New Defender's Study Bible Notes
29:1 carried away captives. Part I of the book of Jeremiah (chapters 1–29) is essentially chronological, consisting primarily of prophecies delivered during the successive reigns of Josiah, Jehoahaz, Jehoiakim, Jehoiachin and Zedekiah. This last chapter deals with the exiles already in Babylon, exhorting them to be content in Babylon, and true to the Lord there. Part II (chapters 30–36) contains various prophecies in no particular chronological order. Altogether, the book of Jeremiah has been divided into six parts: chapters 1–29; 30–36; 37–39; 40–42; 43–44; and 45–52.
29:8 dreams which ye cause to be dreamed. Even today, dreams are little understood. Many have interpreted their dreams as God’s messages to them, and indeed God has sometimes spoken through dreams, at least in Biblical times (e.g., Genesis 41:25; Matthew 2:22). However, the Scriptures warn against trusting in dreams told by false prophets (Jeremiah 23:32; etc.). This particular verse seems to imply that many of our dreams are caused by ourselves, and so would have no particular significance.
29:10 seventy years. See Jeremiah 25:11 for the first prophecy of the seventy year captivity and exile. Here is added the promise of a return to Israel after the seventy years. Note also the references in II Chronicles 36:21 and Daniel 9:2.
29:13 find me. Although this promise was given specifically to the Israelites exiled in Babylonia, the principle is universally true. Note Hebrews 11:6, for example.
29:13 all your heart. The Lord here confirms His promise in Deuteronomy 30:1-3. A half-hearted repentance and faith will not suffice. This promise to ancient Israel applies in principle to any aspect of our relation to God. The first commandment, according to Jesus, is to love God “with all thy heart” (Matthew 22:37).

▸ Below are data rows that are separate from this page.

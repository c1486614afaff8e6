//! Capabilities are the unit of resolution: abstract contracts, usually `dyn Trait` types, which
//! registered services can satisfy. A service never satisfies a capability implicitly; each
//! capability a service fulfills must be declared, so the container can look it up without
//! inspecting the service at runtime.
//!
//! ## Declaring capabilities
//!
//! With the `derive` feature enabled, mark injectable traits with `#[capability]` and register
//! implementations with `#[provides]`:
//!
//! ```
//! use ferrule_di::{capability, provides, Service};
//!
//! #[capability]
//! trait Greeter {
//!     fn hello(&self, name: &str) -> String;
//! }
//!
//! #[derive(Service, Default)]
//! struct ConsoleGreeter;
//!
//! #[provides]
//! impl Greeter for ConsoleGreeter {
//!     fn hello(&self, name: &str) -> String {
//!         format!("Hello {name}")
//!     }
//! }
//! ```
//!
//! `#[provides]` registers the declaration statically, so every `ConsoleGreeter` later given to
//! an [Injector](crate::injector::Injector) can be requested as `dyn Greeter` (plus `Send + Sync`
//! with the `threadsafe` feature). Every service can also be requested by its concrete type.
//!
//! ## Explicit declarations
//!
//! Services can list their capabilities by hand instead, by overriding
//! [Service::capabilities](crate::service::Service::capabilities) and building each entry with the
//! [capability_of!](crate::capability_of) macro.

use crate::resolver::{CastFunction, ServiceAnyPtr};
use derivative::Derivative;
use std::any::{type_name, Any, TypeId};
use std::fmt::{Display, Formatter};

/// Marker trait for types which can be requested from the container - capability traits and
/// concrete services. Typically implemented by `#[capability]` and `#[derive(Service)]`.
pub trait Capability: 'static {}

/// Identity of a requested capability.
#[derive(Clone, Copy, Eq, PartialEq, Hash, Debug)]
pub struct CapabilityId {
    pub type_id: TypeId,
    pub type_name: &'static str,
}

impl CapabilityId {
    pub fn of<C: ?Sized + 'static>() -> Self {
        Self {
            type_id: TypeId::of::<C>(),
            type_name: type_name::<C>(),
        }
    }
}

impl Display for CapabilityId {
    fn fmt(&self, f: &mut Formatter<'_>) -> std::fmt::Result {
        f.write_str(self.type_name)
    }
}

/// Declaration that a service satisfies a given capability, along with the function able to
/// convert the type-erased service into a boxed `ServicePtr<Capability>`.
#[derive(Derivative, Clone, Copy)]
#[derivative(Debug)]
pub struct CapabilityDefinition {
    pub id: CapabilityId,

    /// Cast function associated with the capability. Please see [CastFunction] for details.
    #[derivative(Debug = "ignore")]
    pub cast: CastFunction,
}

impl CapabilityDefinition {
    pub fn new<C: ?Sized + 'static>(cast: CastFunction) -> Self {
        Self {
            id: CapabilityId::of::<C>(),
            cast,
        }
    }

    /// Definition of the capability every service has: being requested by its own type.
    pub fn concrete<S: Any + Capability + crate::service::ServiceBounds>() -> Self {
        Self::new::<S>(cast_concrete::<S>)
    }

    #[inline]
    pub fn is(&self, id: &CapabilityId) -> bool {
        self.id.type_id == id.type_id
    }
}

fn cast_concrete<S: Any + crate::service::ServiceBounds>(
    instance: ServiceAnyPtr,
) -> Result<Box<dyn Any>, ServiceAnyPtr> {
    instance
        .downcast::<S>()
        .map(|service| Box::new(service) as Box<dyn Any>)
}

/// Returns capabilities statically registered for type `S` with `#[provides]`.
pub fn registered_capabilities<S: ?Sized + 'static>() -> Vec<CapabilityDefinition> {
    let target = TypeId::of::<S>();
    inventory::iter::<internal::CapabilityRegisterer>
        .into_iter()
        .map(|registerer| (registerer.register)())
        .filter(|definition| definition.target == target)
        .map(|definition| definition.definition)
        .collect()
}

/// Builds a [CapabilityDefinition] stating that `$service` satisfies `$capability`. The service
/// type must be coercible into the capability type.
///
/// ```
/// use ferrule_di::capability::CapabilityDefinition;
/// use ferrule_di::capability_of;
///
/// trait Store {}
///
/// struct MemoryStore;
///
/// impl Store for MemoryStore {}
///
/// let definition: CapabilityDefinition = capability_of!(MemoryStore => dyn Store + Send + Sync);
/// assert!(definition.id.type_name.contains("Store"));
/// ```
#[macro_export]
macro_rules! capability_of {
    ($service:ty => $capability:ty) => {
        $crate::capability::CapabilityDefinition::new::<$capability>(|instance| {
            instance.downcast::<$service>().map(|service| {
                ::std::boxed::Box::new(service as $crate::resolver::ServicePtr<$capability>)
                    as ::std::boxed::Box<dyn ::std::any::Any>
            })
        })
    };
}

#[doc(hidden)]
pub mod internal {
    use crate::capability::CapabilityDefinition;
    use inventory::collect;
    pub use inventory::submit;
    use std::any::TypeId;

    #[derive(Clone, Copy)]
    pub struct TypedCapabilityDefinition {
        pub target: TypeId,
        pub definition: CapabilityDefinition,
    }

    pub struct CapabilityRegisterer {
        pub register: fn() -> TypedCapabilityDefinition,
    }

    collect!(CapabilityRegisterer);
}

29:24 Shemaiah the Nehelemite. Shemaiah was another false prophet, mentioned only in this passage (Jeremiah 29:24-32) who opposed Jeremiah, in effect accusing him of both insanity and treason.
29:25 Zephaniah. This is not the author of the book of Zephaniah, but rather the second priest to the chief priest in the temple at the time, and one apparently in agreement with Jeremiah. He is also mentioned as having been among the final captives slain by the king of Babylon (II Kings 25:18-21).